Arrossamento intimo

Se si verifica prurito intimo, irritazione e dolore, è probabile che la zona vulvare appaia arrossata e, talvolta, gonfia. Questa condizione è comunemente nota come arrossamento vaginale. In termini medici, il rossore vaginale è indicato come vulvovaginite, un'infiammazione del tessuto dell’area vulvare e vaginale. Oltre all’arrossamento, le vulvovaginiti possono avere uno, o diversi altri sintomi, come perdite, odore sgradevole, prurito, irritazione, una sensazione di bruciore durante o dopo il rapporto sessuale, o nella minzione.

Cosa provoca l’arrossamento intimo

L'infiammazione del tessuto che si manifesta con l’arrossamento, può essere causato da diversi fattori.

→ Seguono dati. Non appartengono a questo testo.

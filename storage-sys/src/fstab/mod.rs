// SPDX-License-Identifier: GPL-3.0-only

//! fstab mount option editing
//!
//! Reads a table, merges a directive into the option field of one record
//! and writes the table back. Either the whole rewritten table is written
//! or nothing is.

pub mod directive;
pub mod io;
pub mod merge;
pub mod options;
pub mod table;

pub use directive::parse_directive;
pub use merge::merge_options;
pub use options::OptionSet;
pub use table::{FstabRecord, FstabTable, TableLine};

use storage_types::{FstabEditOutcome, FstabEditRequest};
use tracing::{info, warn};

use crate::error::Result;

/// Run one edit invocation end to end.
///
/// The backup, when requested, is written from the exact bytes read, before
/// any record is inspected. Dry runs write neither the backup nor the table.
pub fn edit_fstab(request: &FstabEditRequest) -> Result<FstabEditOutcome> {
    let fstab = request.fstab.as_path();
    let original = io::read_table(fstab)?;

    if let Some(backup) = &request.backup {
        if request.dry_run {
            info!("dry run: skipping backup to {}", backup.display());
        } else {
            io::write_backup(backup, &original)?;
        }
    }

    let mut table = FstabTable::parse(&original);
    if !table.apply(&request.path, &request.options)? {
        warn!(
            mount_point = %request.path,
            "no record found in {}",
            fstab.display()
        );
        return Ok(FstabEditOutcome::unchanged(format!(
            "{} not found in fstab file {}, nothing done",
            request.path,
            fstab.display()
        )));
    }

    let options = table
        .find(&request.path)
        .map(|record| record.options.clone())
        .unwrap_or_default();

    if request.dry_run {
        return Ok(FstabEditOutcome::changed(format!(
            "dry run: options of {} would become {} in fstab file {}",
            request.path,
            options,
            fstab.display()
        )));
    }

    io::write_table(fstab, &table.render())?;
    Ok(FstabEditOutcome::changed(format!(
        "options of {} set to {} in fstab file {}",
        request.path,
        options,
        fstab.display()
    )))
}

Uno dei più comuni è una infezione, come la micosi o la vaginosi batterica. Non sono considerate trasmissibili tra i partner, perciò, non c'è alcuna necessità di astenersi dai rapporti intimi, ma l'attività sessuale può risultare poco appagante in caso di arrossamento vaginale. Se la causa dell’infezione è una malattia sessualmente trasmissibile (MST), di solito, entrambi i partner devono essere trattati.

Tuttavia, la causa di arrossamenti vaginali non è sempre dovuta a infezioni. Il tessuto sensibile delle parti intime può mostrare facilmente una reazione allergica, o irritativa, nei confronti di sostanze presenti nell'ambiente quali profumi, saponi o conservanti. Infatti, prodotti come assorbenti o carta igienica profumati, detergenti aggressivi e shampoo, ammorbidenti, etc., spesso contengono ingredienti che possono causare allergie, o dare irritazioni. Una delle altre ragioni che possono provocare rossore è l'irritazione cutanea, causata dalla frequente pratica sportiva, da calore o biancheria intima sintetica.

Come trattare l’arrossamento intimo

Il primo passo nel trattamento della vulvovaginite consiste nel rimuovere la causa dell'infiammazione. E’ necessario consultare il proprio ginecologo per essere sicure di scoprire la fonte del problema. Se l'infiammazione è causata da un'infezione, viene spesso prescritta una terapia antibiotica o antimicotica. Utilizzare un prebiotico vaginale durante, o dopo la terapia antibiotica, può aiutare a ripristinare l'equilibrio della flora. Tuttavia, se il rossore è causato da una reazione allergica o da un agente irritante, non è sempre facile identificare e rimuovere l’elemento che crea la problematica. In questa circostanza è probabilmente meglio evitare tutte le possibili cause, e poi, reintrodurle lentamente, una per una. Anche se è meglio rimuovere la causa del problema, un rapido sollievo dei sintomi è spesso utile. E’ consigliabile utilizzare prodotti che allevino il prurito, o spray e gel rinfrescanti, acquistabili senza prescrizione. Assicurarsi che questi prodotti siano formulati per l’area intima, e che non contengano potenziali allergeni o irritanti.


"L'infiammazione del tessuto che si manifesta con l’arrossamento può essere causato da diversi fattori, tra i più comuni è un’infezione micotica o una vaginosi batterica."